# [PROBLEM DESCRIPTION]
Look through the data below for the string "curve", and copy every line where it turns up.

# [DATA TO EXAMINE]
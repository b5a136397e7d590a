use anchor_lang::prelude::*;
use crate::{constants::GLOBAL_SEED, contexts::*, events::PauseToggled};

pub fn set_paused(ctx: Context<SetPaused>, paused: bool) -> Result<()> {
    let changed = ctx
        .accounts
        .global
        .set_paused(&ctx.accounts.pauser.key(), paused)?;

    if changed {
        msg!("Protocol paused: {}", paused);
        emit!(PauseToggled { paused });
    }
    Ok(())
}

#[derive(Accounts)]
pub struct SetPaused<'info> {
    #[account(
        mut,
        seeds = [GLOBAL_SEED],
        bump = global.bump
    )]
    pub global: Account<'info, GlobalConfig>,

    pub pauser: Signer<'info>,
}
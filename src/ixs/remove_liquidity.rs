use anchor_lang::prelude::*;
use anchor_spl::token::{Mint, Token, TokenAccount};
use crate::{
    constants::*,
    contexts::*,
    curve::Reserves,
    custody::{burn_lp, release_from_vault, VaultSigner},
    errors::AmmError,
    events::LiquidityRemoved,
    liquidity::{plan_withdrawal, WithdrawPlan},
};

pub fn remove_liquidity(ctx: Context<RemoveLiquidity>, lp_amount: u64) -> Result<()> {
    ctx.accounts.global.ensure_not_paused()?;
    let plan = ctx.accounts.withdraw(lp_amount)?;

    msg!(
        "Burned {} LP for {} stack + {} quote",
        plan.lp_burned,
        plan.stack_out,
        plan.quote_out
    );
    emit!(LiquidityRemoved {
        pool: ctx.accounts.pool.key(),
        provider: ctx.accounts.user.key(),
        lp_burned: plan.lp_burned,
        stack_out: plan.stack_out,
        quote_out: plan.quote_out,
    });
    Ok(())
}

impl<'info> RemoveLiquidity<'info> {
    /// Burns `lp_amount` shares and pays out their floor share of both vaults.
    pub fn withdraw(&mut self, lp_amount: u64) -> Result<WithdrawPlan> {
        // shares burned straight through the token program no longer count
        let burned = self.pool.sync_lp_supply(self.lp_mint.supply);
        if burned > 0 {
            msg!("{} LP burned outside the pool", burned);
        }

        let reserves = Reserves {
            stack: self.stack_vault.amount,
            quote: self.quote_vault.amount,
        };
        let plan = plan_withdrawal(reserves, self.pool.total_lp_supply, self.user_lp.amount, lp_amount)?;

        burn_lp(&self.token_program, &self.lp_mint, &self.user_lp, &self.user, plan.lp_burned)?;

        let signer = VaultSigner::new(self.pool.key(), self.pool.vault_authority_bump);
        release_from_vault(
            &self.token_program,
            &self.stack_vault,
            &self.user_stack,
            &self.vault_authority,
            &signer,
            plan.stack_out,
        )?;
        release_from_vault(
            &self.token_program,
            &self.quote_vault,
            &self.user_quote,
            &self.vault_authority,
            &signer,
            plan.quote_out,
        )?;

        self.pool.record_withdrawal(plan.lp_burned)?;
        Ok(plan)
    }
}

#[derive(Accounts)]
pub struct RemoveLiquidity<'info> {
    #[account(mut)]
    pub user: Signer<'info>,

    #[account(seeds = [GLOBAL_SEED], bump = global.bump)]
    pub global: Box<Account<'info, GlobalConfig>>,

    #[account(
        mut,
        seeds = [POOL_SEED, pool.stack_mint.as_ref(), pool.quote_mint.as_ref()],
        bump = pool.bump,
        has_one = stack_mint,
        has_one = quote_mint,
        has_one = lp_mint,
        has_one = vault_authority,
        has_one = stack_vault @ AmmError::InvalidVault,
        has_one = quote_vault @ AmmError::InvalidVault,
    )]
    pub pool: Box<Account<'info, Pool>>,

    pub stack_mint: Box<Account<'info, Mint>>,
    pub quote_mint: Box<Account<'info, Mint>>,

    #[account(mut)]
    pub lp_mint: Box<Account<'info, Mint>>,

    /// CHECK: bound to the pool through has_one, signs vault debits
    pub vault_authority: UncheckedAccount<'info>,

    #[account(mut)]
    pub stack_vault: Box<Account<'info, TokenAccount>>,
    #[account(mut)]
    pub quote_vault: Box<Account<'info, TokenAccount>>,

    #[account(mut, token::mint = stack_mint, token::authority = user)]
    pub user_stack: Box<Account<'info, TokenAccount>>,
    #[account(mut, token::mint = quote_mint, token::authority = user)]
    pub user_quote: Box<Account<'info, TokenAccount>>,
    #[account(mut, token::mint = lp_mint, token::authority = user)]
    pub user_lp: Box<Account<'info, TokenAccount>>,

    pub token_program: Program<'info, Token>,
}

---

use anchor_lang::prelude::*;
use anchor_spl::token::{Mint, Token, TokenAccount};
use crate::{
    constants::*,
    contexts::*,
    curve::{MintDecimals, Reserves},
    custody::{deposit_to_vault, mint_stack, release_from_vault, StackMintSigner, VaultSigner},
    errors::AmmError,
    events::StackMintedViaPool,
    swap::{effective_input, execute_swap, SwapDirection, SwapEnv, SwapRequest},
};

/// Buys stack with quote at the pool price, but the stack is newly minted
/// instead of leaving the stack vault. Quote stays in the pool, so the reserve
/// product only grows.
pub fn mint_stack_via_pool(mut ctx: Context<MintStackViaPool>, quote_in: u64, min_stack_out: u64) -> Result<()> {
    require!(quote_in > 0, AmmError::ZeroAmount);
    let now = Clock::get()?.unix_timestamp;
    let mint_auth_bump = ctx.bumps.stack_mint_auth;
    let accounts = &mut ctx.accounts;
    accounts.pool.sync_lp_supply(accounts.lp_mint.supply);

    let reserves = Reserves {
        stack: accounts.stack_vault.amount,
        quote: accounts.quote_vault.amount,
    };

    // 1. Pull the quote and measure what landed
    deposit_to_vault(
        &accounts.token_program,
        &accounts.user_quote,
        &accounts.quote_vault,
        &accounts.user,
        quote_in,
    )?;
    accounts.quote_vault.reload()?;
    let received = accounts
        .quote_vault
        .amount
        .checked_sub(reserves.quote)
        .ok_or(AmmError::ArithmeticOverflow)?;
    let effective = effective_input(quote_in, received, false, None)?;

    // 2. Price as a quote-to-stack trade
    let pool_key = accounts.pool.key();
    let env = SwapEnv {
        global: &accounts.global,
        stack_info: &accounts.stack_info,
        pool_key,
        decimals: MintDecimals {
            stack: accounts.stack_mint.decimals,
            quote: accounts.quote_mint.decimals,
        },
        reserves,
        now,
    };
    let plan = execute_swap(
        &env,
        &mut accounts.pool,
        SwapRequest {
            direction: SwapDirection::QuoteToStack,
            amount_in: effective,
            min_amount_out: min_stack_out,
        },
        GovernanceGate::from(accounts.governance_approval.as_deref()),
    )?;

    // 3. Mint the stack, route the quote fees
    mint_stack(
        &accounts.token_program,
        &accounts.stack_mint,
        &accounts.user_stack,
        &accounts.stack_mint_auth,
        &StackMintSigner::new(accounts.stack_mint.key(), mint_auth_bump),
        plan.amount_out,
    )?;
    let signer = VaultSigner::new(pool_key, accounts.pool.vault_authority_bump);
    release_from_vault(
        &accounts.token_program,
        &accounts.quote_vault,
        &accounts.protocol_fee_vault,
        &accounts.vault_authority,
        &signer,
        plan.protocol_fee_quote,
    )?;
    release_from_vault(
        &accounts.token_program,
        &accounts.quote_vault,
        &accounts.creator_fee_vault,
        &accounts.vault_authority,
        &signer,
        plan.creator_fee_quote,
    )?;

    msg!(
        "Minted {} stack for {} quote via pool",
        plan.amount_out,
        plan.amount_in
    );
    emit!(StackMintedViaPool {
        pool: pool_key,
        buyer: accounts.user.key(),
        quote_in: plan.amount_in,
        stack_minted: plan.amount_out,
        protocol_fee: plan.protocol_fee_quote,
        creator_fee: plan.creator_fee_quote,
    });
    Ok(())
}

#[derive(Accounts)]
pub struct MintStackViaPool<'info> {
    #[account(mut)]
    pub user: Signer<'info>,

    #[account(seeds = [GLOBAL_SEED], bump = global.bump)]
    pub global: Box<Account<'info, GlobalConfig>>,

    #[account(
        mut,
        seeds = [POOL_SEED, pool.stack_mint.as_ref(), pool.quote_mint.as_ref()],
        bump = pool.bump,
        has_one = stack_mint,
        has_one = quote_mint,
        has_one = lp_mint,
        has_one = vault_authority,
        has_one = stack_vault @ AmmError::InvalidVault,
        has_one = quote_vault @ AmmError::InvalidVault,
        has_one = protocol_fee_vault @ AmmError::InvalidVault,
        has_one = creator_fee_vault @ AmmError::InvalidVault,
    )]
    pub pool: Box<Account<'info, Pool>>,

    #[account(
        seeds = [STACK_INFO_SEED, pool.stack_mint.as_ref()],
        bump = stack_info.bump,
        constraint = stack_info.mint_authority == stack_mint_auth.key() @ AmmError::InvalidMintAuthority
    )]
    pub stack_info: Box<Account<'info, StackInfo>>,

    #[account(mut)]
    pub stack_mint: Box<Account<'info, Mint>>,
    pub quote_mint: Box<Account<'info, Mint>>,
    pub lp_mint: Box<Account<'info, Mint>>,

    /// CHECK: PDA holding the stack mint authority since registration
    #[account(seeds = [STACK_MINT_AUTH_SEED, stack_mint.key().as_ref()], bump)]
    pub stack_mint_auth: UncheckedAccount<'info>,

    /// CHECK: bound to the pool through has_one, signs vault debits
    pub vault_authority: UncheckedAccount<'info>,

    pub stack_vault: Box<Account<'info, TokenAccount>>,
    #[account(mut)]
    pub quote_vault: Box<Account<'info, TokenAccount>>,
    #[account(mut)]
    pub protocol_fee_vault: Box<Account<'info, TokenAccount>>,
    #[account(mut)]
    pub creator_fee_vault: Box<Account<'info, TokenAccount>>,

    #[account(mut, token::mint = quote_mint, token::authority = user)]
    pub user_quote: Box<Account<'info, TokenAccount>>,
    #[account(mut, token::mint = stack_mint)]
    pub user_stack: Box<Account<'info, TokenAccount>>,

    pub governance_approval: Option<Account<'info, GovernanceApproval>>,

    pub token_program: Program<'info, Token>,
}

---

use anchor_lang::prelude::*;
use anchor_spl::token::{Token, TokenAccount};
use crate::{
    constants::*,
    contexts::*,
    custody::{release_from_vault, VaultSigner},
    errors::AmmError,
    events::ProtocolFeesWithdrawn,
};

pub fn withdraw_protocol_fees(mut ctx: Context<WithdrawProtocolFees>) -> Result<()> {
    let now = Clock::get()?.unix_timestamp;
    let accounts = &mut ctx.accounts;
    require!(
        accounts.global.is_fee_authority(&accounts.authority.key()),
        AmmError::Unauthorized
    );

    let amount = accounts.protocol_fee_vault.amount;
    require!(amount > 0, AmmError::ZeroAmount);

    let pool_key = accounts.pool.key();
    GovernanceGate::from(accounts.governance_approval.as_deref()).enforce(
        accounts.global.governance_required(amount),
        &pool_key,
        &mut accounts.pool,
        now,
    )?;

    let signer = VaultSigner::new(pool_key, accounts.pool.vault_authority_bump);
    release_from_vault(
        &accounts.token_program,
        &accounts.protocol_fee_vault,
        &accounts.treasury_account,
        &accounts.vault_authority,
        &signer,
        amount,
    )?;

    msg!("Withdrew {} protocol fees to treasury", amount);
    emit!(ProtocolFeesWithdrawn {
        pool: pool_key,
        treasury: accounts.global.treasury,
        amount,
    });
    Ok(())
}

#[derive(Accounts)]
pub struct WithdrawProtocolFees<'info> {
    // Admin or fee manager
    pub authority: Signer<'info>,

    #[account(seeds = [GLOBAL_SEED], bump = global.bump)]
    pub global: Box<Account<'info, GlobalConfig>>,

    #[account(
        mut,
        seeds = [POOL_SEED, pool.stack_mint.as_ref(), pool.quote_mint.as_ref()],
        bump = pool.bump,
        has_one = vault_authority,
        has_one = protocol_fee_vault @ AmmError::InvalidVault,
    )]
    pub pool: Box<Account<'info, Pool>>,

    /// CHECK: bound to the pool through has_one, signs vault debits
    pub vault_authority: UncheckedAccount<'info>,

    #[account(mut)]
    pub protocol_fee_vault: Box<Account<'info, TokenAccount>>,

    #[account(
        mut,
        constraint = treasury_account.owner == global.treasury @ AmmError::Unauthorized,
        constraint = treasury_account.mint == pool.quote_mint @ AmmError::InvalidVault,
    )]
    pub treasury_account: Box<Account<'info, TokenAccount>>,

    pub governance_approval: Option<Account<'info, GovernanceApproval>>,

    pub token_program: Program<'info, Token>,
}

# [YOUR RESPONSE]
    curve::Reserves,
    curve::{MintDecimals, Reserves},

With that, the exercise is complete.